Although large research facilities are sometimes criticized for the colossal amounts of funding they consume, the lessons that are learnt from the 'extreme' science that they perform benefit labs of all sizes.
For many years, multimillion-dollar national facilities have been the preserve of nuclear and particle physicists. But the idea of focusing funds and know-how in one place for the benefit of an entire research community is now igniting the imagination of photonics researchers as well.
On page 3 of this issue1, Ed Moses updates us on the progress of one of the most ambitious laser projects ever attempted. The National Ignition Facility (NIF) in the US will, when it is completed, be the most powerful laser in the world, producing short pulses of light that are intense enough to compress hydrogen atoms to the point that they fuse together. Achieving controlled nuclear fusion in the lab is arguably one of the biggest goals in physics today. Not only would it enable us to investigate the inner workings of our most important light source, the Sun, but it also promises a route to a relatively clean energy source at a time when the environmental impact and the availability of existing energy supplies are high on political and scientific agendas.

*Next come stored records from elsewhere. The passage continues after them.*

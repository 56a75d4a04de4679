// src/core/engine.rs
use crate::config::AppConfig;
use crate::core::execution::ExecutionRouter;
use crate::core::performance::PerformanceAggregator;
use crate::core::portfolio::PortfolioStateStore;
use crate::core::risk::RiskSizer;
use crate::feeds::traits::SignalProducer;
use crate::storage::Journal;
use crate::types::{
    DecisionSignal, ExecutionReport, MarketSnapshot, PerformanceSnapshot, RiskAdjustedOrder,
};
use anyhow::Result;
use chrono::{DateTime, Utc};
use rust_decimal::Decimal;
use serde::Serialize;
use tokio::sync::mpsc;
use tracing::{info, warn};

/// One journal line per tick: the decision, what (if anything) was traded,
/// and the post-mark state.
#[derive(Debug, Serialize)]
struct TickRecord<'a> {
    ts: DateTime<Utc>,
    tick: u64,
    symbol: &'a str,
    decision: &'a DecisionSignal,
    order: Option<&'a RiskAdjustedOrder>,
    report: Option<&'a ExecutionReport>,
    equity: Decimal,
    drawdown: f64,
    breaker_tripped: bool,
    liquidated: usize,
    performance: PerformanceSnapshot,
}

/// End-of-session rollup, printed and persisted by the binary.
#[derive(Debug, Clone, Serialize)]
pub struct SessionSummary {
    pub symbol: String,
    pub ticks: u64,
    pub equity: Decimal,
    pub realized_pnl: Decimal,
    pub total_trades: u64,
    pub wins: u64,
    pub win_rate: f64,
    pub sharpe: f64,
    /// Equity-curve drawdown from the portfolio store.
    pub max_equity_drawdown: f64,
    /// Worst single-trade loss from the performance aggregator.
    pub max_trade_drawdown: f64,
    pub open_positions: usize,
}

/// Sequences the pipeline once per incoming snapshot:
/// evaluate -> (execute -> register -> update) -> mark-to-market,
/// with the mark unconditional so a same-tick fill is revalued before the
/// next tick can show drift. All portfolio state is owned here; there is
/// exactly one writer.
pub struct Orchestrator<S> {
    symbol: String,
    sizer: RiskSizer,
    router: ExecutionRouter,
    portfolio: PortfolioStateStore,
    performance: PerformanceAggregator,
    signals: S,
    snapshot_rx: mpsc::Receiver<MarketSnapshot>,
    journal: Journal,
    ticks: u64,
}

impl<S> Orchestrator<S>
where
    S: SignalProducer,
{
    pub fn new(
        config: &AppConfig,
        signals: S,
        snapshot_rx: mpsc::Receiver<MarketSnapshot>,
        journal: Journal,
    ) -> Self {
        // One config seed fans out to per-component streams so components
        // stay independent but the whole run is reproducible.
        let (sizer, router) = match config.seed {
            Some(seed) => (
                RiskSizer::with_seed(&config.risk, seed),
                ExecutionRouter::with_seed(seed.wrapping_add(1)),
            ),
            None => (RiskSizer::new(&config.risk), ExecutionRouter::new()),
        };
        Self {
            symbol: config.symbol.clone(),
            sizer,
            router,
            portfolio: PortfolioStateStore::new(
                config.risk.initial_equity,
                config.risk.circuit_breaker,
            ),
            performance: PerformanceAggregator::new(),
            signals,
            snapshot_rx,
            journal,
            ticks: 0,
        }
    }

    /// Drives the session until the feed closes or Ctrl+C arrives.
    pub async fn run(&mut self) -> Result<SessionSummary> {
        info!(symbol = %self.symbol, signals = self.signals.name(), "orchestrator running");
        loop {
            tokio::select! {
                maybe_snapshot = self.snapshot_rx.recv() => {
                    match maybe_snapshot {
                        Some(snapshot) => self.tick(&snapshot).await,
                        None => break,
                    }
                }
                _ = tokio::signal::ctrl_c() => {
                    info!("interrupt received, ending session");
                    break;
                }
            }
        }
        let summary = self.summary();
        info!(
            ticks = summary.ticks,
            trades = summary.total_trades,
            equity = %summary.equity,
            "session complete"
        );
        Ok(summary)
    }

    async fn tick(&mut self, snapshot: &MarketSnapshot) {
        self.ticks += 1;
        let close = snapshot.ohlcv.close;
        let decision = self.signals.next_signal(snapshot);

        let mut order_out: Option<RiskAdjustedOrder> = None;
        let mut report_out: Option<ExecutionReport> = None;
        let mut performance = self.performance.snapshot();

        if let Some(order) = self
            .sizer
            .evaluate(&decision, snapshot, self.portfolio.equity())
        {
            match self.router.execute(&order, snapshot) {
                Ok(report) => {
                    // A fill is registered only once execution confirms it.
                    self.portfolio
                        .register_fill(&order, report.average_price, report.executed_at);
                    performance = self.performance.update(&report, &order, close);
                    info!(
                        order_id = %order.id,
                        direction = ?order.direction,
                        notional = %order.notional,
                        fill = %report.average_price,
                        "trade executed"
                    );
                    report_out = Some(report);
                }
                Err(error) if error.is_retryable() => {
                    warn!(%error, "execution failed, a later tick may retry");
                }
                Err(error) => {
                    warn!(%error, "execution rejected, dropping order");
                }
            }
            order_out = Some(order);
        }

        // Unconditional: a position opened this tick is marked before any
        // later tick can move it.
        let outcome = self.portfolio.mark_to_market(close);
        if outcome.breaker_tripped {
            for position in &outcome.liquidated {
                performance = self.performance.record_liquidation(position, close);
            }
        }

        let record = TickRecord {
            ts: snapshot.timestamp,
            tick: self.ticks,
            symbol: &self.symbol,
            decision: &decision,
            order: order_out.as_ref(),
            report: report_out.as_ref(),
            equity: outcome.equity,
            drawdown: outcome.drawdown,
            breaker_tripped: outcome.breaker_tripped,
            liquidated: outcome.liquidated.len(),
            performance,
        };
        self.journal.append(&record).await;
    }

    pub fn summary(&self) -> SessionSummary {
        let performance = self.performance.snapshot();
        SessionSummary {
            symbol: self.symbol.clone(),
            ticks: self.ticks,
            equity: self.portfolio.equity(),
            realized_pnl: performance.realized_pnl,
            total_trades: performance.total_trades,
            wins: performance.wins,
            win_rate: performance.win_rate,
            sharpe: performance.sharpe,
            max_equity_drawdown: self.portfolio.max_drawdown(),
            max_trade_drawdown: performance.max_drawdown,
            open_positions: self.portfolio.open_count(),
        }
    }
}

Achieving fusion without such large, expensive facilities would, of course, be the ideal solution. But claims that this is possible have been, on more than one occasion, the subject of intense controversy and passionate debate. Unless these alternative approaches really do prove themselves, and this seems increasingly unlikely, it is probable that large reactors of one type or another will be the only way of achieving the quantities of energy that the modern world craves.
But the road so far has not been smooth for the NIF. When Moses, now the director, joined in 1999, the project was already late and over budget. Add to this the ever prickly issue of nuclear weapons and you have a very good example of how such a massive logistical project can go very wrong and the large amount of money required to get things back on track. But over the past seven years, Moses and his colleagues have been slowly creeping towards their final goal. “We have met all of our schedules, milestones and budgets without fail. Yes, we did have a rocky start, nothing that we are proud of or that we are hiding either. But I think the world has come to an understanding that this is a successful endeavour at this point.”1
And it is not just Moses and the US Department of Energy and the US Congress (who approved the allocation of the $3.5 billion needed to build the NIF) that can see the long-term potential of such large-scale facilities. The European Strategy Forum on Research Infrastructures (ESFRI) was established in 2002 to provide “a coherent approach to policy-making on large research facilities in Europe, and to act as an incubator for international negotiations about concrete initiatives”2. In 2006, ESFRI compiled a shortlist of 35 projects3, from across the biological and physical sciences, that they thought were worthy of the financial support of European governments. Of these, six have a significant photonics component. In addition to a number of projects that use optical systems such as LIDAR for environmental monitoring, the proposals include a European version of the NIF (HIPER), a free-electron laser at wavelengths from the infrared through to soft X-rays (IRUVX-FEL), the European Extremely Large Telescope, and a high-intensity laser that generates optical pulses a million times shorter than those of he NIF (ELI, ref. 4).
Of course, it is important to acknowledge the knock-on effects on smaller-scale research as such facilities soak up a sizable proportion of the available funding. But such centres are crucial for sparking new research themes that can, in the future, be studied in an average-sized university lab. New advances in high-intensity optical components that result from research at the NIF will ensure that many scientists are able to enjoy the benefits that such a technological marvel can provide. Hopefully, when the first experiments begin at the NIF, probably in 2010, it will become clear that despite the set backs that are almost inevitable with projects of this size large-scale collaboration does yield long-term achievements.